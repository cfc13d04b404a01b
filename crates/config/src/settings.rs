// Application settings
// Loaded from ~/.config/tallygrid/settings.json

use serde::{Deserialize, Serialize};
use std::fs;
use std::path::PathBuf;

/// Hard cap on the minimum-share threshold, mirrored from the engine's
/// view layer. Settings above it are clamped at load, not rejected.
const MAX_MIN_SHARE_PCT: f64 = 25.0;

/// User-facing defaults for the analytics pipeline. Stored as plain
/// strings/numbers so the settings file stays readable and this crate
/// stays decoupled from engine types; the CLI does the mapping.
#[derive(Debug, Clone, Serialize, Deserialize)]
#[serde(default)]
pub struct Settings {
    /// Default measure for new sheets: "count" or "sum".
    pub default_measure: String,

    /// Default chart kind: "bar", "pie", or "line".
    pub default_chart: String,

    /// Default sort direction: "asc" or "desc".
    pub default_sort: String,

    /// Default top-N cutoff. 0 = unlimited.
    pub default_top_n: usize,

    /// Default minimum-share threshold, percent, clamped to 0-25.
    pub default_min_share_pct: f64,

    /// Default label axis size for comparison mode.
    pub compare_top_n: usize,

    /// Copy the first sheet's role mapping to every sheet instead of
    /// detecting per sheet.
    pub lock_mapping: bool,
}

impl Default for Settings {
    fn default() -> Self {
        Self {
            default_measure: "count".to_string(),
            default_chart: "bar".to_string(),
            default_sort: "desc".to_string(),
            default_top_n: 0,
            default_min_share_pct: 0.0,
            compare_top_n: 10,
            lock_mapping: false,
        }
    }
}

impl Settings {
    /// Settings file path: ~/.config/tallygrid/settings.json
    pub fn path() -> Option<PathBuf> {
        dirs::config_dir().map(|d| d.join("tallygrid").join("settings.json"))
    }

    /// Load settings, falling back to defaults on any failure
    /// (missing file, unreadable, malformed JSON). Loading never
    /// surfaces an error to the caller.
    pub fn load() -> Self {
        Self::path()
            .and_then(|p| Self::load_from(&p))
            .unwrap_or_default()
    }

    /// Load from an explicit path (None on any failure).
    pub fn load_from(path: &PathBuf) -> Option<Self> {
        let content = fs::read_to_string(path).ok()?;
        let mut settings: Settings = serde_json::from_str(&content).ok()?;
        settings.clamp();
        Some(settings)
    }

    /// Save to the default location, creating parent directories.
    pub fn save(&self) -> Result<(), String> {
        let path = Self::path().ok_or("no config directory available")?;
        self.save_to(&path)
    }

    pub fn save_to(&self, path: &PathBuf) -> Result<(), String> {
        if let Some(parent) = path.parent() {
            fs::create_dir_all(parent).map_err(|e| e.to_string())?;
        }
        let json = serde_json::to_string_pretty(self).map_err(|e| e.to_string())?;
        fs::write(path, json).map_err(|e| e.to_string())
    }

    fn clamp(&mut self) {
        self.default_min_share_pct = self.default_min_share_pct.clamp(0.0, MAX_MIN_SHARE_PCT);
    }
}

• • • •

Work task: A single number is required: the count of lines in the entries that include the word "threshold".

Solution to this problem: 2